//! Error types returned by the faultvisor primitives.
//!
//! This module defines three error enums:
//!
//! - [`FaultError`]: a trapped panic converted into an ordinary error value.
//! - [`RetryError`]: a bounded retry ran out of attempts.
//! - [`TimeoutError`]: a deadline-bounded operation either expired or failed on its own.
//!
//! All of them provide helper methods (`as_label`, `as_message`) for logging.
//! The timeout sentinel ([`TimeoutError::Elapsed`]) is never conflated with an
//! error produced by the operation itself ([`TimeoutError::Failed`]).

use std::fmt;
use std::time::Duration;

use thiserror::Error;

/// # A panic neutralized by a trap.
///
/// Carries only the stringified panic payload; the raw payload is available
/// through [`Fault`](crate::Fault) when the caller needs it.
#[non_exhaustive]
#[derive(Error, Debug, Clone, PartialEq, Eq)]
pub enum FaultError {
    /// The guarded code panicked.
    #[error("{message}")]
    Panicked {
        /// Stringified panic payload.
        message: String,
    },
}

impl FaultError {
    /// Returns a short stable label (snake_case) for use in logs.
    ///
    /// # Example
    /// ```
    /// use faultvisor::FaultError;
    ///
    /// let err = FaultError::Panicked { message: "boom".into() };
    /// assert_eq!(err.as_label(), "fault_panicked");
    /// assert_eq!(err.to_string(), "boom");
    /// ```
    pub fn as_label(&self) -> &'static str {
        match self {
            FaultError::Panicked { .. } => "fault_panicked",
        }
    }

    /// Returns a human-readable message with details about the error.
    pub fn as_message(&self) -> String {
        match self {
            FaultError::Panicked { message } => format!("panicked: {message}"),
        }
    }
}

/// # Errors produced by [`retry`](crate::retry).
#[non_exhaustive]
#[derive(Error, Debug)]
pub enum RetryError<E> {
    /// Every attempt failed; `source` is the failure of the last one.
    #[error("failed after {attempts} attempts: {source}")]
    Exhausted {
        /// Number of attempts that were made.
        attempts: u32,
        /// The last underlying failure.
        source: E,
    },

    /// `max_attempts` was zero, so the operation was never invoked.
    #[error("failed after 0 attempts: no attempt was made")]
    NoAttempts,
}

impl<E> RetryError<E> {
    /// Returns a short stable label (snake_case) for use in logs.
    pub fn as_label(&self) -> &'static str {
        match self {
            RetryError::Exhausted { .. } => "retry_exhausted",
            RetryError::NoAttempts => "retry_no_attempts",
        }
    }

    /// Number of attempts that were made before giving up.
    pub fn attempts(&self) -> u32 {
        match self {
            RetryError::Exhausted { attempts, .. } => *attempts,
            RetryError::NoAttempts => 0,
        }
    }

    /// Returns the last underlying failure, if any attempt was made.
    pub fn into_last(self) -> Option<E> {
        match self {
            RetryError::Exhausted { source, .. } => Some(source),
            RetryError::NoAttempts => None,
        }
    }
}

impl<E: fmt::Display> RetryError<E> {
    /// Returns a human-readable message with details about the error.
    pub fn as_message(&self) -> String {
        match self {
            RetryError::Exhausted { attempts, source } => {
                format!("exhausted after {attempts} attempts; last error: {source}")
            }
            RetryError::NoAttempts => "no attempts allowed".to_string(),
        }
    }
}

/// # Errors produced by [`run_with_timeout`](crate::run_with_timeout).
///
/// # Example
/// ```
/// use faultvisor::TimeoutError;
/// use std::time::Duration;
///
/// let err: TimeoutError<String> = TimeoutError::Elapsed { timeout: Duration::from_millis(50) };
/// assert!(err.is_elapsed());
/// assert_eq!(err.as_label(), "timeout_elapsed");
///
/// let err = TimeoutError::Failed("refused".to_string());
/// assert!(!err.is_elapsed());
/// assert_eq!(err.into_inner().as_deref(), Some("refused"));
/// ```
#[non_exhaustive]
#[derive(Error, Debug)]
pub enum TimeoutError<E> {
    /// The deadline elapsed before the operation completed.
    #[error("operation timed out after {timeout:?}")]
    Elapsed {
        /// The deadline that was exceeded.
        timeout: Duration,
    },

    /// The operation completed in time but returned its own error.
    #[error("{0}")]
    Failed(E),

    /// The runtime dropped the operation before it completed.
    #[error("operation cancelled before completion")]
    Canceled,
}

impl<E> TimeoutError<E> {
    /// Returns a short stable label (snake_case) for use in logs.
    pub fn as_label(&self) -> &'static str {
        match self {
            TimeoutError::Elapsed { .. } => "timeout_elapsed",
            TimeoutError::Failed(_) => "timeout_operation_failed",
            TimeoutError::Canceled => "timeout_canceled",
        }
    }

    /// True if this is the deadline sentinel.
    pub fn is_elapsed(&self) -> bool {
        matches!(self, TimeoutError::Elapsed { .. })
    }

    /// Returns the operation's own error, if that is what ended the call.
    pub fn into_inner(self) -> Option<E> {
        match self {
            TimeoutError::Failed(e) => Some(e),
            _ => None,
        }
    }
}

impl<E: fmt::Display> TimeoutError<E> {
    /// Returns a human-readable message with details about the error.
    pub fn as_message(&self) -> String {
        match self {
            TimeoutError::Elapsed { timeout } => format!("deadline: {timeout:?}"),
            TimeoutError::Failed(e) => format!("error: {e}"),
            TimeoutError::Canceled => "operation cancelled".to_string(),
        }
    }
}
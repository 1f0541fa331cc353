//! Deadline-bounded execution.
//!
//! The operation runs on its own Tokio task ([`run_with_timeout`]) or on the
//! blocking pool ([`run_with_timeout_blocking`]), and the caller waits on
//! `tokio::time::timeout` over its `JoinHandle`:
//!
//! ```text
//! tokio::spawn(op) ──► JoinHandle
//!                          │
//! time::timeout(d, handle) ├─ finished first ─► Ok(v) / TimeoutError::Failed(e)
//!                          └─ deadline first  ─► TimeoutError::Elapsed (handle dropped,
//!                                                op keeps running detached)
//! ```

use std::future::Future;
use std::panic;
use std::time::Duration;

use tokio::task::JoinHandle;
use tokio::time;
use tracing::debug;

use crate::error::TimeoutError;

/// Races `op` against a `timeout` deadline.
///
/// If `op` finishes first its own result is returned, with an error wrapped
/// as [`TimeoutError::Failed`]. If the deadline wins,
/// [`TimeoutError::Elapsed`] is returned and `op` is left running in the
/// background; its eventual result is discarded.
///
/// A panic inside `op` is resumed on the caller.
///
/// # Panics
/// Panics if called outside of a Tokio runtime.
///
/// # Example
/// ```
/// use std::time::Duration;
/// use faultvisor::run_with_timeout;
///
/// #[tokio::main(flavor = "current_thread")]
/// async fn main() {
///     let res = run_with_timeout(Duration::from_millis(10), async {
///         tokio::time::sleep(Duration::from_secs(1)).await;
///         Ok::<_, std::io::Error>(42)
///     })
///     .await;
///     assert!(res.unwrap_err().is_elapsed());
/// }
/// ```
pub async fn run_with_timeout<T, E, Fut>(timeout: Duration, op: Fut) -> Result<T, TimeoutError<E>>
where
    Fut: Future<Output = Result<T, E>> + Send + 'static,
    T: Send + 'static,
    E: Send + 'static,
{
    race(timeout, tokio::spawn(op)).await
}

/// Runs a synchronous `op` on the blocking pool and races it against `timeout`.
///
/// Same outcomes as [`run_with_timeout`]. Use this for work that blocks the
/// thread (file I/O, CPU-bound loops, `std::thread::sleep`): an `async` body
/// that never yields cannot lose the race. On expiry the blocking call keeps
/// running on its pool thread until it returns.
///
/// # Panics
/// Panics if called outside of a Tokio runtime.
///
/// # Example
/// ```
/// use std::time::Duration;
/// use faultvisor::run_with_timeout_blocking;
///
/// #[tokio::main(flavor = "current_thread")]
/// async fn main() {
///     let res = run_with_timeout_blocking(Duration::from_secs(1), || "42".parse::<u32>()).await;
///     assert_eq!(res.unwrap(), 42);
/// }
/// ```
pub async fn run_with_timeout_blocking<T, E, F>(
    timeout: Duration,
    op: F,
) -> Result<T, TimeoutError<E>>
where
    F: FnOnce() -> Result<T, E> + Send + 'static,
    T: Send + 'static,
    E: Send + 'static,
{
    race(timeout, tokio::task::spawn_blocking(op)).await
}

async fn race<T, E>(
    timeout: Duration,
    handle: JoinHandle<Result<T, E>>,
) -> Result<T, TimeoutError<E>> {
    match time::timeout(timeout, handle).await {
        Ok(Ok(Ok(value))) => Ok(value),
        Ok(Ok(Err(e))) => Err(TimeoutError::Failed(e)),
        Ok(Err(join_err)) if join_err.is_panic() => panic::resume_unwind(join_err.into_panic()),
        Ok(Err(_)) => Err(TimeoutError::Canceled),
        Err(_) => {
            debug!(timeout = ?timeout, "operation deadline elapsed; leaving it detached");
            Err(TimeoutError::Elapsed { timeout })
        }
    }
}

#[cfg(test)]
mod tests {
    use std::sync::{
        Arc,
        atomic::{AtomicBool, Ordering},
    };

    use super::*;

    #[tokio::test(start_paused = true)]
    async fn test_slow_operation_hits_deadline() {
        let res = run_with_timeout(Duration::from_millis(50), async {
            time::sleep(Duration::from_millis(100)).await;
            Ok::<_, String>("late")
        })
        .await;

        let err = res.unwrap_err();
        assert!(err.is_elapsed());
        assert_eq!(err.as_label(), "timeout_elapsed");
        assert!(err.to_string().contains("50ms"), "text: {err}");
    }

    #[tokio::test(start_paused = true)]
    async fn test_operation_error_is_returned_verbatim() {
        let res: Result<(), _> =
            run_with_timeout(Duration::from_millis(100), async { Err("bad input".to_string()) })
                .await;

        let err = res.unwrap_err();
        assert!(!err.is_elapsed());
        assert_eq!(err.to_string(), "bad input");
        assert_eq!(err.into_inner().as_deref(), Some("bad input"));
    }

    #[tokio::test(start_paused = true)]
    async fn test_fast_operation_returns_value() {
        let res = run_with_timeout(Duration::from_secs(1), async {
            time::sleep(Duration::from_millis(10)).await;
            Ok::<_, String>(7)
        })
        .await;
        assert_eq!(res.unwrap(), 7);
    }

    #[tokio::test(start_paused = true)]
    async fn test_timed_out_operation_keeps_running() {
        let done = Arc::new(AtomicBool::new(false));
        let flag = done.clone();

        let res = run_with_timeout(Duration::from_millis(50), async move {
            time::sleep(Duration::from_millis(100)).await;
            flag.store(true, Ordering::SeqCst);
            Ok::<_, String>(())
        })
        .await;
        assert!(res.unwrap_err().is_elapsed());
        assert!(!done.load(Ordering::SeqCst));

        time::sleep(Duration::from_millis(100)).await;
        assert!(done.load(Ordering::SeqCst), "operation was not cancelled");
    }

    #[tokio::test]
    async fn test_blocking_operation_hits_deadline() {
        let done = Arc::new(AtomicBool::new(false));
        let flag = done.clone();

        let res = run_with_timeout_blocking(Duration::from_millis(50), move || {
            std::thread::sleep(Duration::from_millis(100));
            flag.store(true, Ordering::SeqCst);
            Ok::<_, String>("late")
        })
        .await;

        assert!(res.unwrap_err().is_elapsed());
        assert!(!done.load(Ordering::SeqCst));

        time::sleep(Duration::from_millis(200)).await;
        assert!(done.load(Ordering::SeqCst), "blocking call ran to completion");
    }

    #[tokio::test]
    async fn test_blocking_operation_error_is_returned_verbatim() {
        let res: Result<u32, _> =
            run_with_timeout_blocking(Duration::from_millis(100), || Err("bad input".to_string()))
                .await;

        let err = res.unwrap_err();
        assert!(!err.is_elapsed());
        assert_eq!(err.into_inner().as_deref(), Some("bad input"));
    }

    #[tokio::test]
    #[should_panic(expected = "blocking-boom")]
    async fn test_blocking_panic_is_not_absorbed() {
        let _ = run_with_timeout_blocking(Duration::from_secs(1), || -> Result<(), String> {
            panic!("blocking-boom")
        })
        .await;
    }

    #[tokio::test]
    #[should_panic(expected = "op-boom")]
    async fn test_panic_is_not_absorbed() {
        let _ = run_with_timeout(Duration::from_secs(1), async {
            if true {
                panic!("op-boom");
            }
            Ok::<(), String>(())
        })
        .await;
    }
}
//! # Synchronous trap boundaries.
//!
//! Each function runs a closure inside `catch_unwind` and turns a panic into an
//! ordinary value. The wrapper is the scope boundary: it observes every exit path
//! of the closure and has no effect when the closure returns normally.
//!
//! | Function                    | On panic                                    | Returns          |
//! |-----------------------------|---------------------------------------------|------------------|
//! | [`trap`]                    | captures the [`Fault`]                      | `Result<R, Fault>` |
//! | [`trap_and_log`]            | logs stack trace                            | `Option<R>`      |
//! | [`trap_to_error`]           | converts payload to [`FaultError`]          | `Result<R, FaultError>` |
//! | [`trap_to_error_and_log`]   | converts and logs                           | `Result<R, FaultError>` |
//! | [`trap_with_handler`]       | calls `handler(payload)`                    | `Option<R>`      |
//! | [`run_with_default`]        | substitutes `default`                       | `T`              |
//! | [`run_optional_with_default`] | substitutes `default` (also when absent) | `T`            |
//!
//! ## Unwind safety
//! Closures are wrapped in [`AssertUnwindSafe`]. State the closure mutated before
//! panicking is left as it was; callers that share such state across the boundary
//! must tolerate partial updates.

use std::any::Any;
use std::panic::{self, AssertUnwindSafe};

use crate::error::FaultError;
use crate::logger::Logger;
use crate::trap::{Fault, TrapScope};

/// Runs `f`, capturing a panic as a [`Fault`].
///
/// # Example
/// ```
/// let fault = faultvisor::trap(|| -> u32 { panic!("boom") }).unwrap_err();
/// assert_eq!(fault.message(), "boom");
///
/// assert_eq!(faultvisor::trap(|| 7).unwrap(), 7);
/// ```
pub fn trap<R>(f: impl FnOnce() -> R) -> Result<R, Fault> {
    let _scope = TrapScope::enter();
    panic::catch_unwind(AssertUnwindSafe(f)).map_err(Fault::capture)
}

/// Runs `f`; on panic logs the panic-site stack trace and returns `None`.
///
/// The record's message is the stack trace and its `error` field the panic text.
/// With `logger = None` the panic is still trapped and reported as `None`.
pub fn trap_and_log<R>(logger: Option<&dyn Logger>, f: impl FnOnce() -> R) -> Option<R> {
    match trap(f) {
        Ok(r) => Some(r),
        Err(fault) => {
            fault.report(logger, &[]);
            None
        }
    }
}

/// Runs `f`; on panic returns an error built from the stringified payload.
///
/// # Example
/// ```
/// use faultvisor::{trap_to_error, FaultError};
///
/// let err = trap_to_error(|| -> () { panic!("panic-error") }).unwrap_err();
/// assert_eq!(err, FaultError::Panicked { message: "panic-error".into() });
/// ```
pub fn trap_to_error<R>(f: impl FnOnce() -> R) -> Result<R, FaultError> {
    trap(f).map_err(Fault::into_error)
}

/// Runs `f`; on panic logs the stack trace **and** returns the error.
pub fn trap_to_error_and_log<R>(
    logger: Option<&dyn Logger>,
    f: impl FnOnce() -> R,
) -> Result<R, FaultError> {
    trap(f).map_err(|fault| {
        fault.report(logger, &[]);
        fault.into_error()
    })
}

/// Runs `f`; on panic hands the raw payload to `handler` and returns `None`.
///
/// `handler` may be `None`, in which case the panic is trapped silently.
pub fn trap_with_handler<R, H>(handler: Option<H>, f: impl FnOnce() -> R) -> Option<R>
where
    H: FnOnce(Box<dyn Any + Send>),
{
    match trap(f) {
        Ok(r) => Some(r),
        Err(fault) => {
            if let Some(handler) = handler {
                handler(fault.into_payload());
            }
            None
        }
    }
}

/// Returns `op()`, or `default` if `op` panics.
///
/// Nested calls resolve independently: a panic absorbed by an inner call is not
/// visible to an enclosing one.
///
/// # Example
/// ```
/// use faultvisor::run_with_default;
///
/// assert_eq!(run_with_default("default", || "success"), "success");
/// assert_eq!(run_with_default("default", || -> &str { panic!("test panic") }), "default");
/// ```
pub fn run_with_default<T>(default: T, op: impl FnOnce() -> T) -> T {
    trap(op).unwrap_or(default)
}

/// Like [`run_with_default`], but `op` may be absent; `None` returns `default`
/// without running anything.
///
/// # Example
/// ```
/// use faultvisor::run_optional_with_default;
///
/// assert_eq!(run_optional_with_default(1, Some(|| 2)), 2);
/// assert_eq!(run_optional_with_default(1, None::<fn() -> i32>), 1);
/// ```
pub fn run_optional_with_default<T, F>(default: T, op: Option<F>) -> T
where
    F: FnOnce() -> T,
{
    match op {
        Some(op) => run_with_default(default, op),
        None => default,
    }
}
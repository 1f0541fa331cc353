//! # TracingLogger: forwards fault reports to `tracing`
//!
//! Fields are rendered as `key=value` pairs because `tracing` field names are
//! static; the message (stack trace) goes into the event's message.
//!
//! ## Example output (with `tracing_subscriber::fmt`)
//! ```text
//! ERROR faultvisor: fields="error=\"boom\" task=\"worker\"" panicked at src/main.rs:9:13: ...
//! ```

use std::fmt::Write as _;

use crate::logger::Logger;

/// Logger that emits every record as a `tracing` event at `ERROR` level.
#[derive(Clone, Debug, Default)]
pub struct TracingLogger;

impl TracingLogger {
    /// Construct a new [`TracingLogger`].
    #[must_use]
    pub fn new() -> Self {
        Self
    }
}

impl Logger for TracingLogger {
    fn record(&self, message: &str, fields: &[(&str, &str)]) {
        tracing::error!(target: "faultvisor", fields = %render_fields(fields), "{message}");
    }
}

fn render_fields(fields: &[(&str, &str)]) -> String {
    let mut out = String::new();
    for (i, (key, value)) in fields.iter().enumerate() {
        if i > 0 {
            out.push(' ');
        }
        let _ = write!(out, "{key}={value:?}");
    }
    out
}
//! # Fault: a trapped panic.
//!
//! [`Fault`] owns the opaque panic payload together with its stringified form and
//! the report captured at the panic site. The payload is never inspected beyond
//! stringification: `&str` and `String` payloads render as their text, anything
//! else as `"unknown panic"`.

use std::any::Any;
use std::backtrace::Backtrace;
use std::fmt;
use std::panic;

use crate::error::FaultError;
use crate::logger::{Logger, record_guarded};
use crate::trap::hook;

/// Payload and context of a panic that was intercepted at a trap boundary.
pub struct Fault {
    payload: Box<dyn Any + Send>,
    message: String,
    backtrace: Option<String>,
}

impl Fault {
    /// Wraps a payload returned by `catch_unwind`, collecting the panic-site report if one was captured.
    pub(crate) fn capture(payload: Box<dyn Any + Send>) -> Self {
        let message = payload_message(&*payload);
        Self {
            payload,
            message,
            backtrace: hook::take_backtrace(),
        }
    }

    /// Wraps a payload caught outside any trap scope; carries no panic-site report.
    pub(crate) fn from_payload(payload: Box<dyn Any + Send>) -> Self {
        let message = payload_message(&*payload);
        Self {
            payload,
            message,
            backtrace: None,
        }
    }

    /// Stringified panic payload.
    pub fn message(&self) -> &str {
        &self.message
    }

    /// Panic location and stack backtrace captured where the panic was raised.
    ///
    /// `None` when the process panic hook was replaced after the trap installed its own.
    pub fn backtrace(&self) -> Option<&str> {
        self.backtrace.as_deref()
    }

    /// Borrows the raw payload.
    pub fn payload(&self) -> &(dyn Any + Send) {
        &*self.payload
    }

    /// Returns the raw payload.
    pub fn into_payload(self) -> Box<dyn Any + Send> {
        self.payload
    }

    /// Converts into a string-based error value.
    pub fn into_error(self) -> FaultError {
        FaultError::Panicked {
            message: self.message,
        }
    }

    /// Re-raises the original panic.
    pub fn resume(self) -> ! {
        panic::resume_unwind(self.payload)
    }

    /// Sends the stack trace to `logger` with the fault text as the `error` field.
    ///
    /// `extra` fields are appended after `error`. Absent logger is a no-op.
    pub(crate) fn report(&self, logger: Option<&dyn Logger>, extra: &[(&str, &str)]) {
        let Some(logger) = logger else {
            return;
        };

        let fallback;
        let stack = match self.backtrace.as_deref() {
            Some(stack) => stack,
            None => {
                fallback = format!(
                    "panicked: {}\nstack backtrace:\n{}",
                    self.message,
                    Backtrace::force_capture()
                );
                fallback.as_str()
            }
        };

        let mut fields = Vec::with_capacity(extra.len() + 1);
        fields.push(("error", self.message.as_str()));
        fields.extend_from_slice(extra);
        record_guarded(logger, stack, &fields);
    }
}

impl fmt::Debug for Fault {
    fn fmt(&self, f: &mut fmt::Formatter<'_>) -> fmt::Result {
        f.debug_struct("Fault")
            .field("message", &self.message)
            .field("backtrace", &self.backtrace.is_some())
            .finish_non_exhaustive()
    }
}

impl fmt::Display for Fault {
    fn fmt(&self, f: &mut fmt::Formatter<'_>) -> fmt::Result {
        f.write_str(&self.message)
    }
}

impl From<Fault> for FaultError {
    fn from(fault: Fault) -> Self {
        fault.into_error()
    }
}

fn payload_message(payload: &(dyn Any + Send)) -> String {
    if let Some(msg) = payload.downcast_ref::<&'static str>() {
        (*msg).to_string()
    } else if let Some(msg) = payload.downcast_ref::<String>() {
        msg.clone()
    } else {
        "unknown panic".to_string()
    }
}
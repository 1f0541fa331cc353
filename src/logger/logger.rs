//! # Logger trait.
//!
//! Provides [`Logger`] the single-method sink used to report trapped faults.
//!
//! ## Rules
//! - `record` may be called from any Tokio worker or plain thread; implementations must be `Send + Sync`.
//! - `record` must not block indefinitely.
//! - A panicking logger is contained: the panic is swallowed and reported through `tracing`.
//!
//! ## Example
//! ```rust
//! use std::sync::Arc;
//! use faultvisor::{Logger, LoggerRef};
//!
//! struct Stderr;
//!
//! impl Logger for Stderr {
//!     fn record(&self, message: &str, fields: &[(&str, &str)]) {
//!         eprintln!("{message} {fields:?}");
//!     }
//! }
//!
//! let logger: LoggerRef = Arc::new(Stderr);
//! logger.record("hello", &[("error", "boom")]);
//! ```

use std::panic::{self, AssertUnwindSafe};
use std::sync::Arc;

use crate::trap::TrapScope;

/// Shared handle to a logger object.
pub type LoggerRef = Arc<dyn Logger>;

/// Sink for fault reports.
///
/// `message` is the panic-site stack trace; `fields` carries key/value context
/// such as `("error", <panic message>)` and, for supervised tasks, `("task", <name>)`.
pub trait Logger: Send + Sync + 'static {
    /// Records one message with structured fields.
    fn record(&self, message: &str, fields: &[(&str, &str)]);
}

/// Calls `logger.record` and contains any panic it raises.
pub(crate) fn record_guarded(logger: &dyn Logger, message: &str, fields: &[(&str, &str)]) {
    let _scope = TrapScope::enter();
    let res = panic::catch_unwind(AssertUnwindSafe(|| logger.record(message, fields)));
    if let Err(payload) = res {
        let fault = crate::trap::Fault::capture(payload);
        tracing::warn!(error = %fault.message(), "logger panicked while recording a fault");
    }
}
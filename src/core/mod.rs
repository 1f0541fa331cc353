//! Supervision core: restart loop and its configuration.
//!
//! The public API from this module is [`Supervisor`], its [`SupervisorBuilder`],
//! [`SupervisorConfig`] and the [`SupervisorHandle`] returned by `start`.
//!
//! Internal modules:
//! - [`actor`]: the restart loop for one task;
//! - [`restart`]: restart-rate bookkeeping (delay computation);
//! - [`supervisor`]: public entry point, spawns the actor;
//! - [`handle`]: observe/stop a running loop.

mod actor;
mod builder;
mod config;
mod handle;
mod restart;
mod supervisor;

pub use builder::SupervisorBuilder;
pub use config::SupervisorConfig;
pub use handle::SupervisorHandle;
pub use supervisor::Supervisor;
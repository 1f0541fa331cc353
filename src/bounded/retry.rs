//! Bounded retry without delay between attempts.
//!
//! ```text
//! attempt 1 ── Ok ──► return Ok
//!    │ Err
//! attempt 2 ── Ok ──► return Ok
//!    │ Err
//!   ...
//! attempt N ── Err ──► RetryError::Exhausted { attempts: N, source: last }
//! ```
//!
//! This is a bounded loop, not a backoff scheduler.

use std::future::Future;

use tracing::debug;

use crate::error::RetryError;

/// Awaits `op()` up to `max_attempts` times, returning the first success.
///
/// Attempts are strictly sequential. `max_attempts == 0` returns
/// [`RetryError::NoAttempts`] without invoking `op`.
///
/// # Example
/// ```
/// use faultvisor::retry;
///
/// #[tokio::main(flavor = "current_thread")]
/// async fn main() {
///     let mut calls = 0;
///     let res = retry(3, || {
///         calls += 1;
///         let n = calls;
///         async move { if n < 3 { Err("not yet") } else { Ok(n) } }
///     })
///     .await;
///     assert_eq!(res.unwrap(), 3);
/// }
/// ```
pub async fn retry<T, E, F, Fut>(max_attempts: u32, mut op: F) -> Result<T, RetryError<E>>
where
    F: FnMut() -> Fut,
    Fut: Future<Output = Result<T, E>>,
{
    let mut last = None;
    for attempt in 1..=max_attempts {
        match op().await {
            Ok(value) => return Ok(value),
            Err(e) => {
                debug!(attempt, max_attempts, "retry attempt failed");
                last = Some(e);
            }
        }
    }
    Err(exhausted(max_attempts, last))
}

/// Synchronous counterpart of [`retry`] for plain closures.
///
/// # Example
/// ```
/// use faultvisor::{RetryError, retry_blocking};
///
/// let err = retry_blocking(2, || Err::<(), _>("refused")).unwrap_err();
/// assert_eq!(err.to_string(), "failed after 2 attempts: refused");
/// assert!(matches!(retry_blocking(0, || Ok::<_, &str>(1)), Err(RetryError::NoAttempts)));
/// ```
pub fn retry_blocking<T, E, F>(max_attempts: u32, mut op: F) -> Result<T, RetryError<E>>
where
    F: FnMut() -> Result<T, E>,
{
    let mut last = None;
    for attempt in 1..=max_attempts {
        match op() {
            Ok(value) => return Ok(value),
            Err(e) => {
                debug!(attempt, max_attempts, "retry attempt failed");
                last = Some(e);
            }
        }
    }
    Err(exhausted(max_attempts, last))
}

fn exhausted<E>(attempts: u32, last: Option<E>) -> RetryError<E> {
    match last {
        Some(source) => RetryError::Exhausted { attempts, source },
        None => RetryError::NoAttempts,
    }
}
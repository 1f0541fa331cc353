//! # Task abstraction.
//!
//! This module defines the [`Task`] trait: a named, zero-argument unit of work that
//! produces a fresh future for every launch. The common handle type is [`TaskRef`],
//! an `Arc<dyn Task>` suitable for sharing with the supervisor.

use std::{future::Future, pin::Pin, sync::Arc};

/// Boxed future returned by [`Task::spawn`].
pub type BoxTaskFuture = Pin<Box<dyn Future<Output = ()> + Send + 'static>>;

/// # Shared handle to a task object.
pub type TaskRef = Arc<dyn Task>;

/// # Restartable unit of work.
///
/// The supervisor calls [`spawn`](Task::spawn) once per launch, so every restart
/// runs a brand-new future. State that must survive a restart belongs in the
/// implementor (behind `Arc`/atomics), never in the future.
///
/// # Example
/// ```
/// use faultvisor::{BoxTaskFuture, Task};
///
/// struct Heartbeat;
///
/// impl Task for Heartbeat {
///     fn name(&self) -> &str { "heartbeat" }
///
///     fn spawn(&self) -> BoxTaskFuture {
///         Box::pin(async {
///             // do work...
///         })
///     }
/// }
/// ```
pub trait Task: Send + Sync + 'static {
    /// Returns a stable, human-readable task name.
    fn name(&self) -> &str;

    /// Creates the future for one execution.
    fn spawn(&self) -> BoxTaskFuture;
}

-*-

— Directions for this task —
Working through the records above, copy each line in which "trait" is found.

— Solved problem —
//! # Logger trait.
pub trait Logger: Send + Sync + 'static {
//! This module defines the [`Task`] trait: a named, zero-argument unit of work that
pub trait Task: Send + Sync + 'static {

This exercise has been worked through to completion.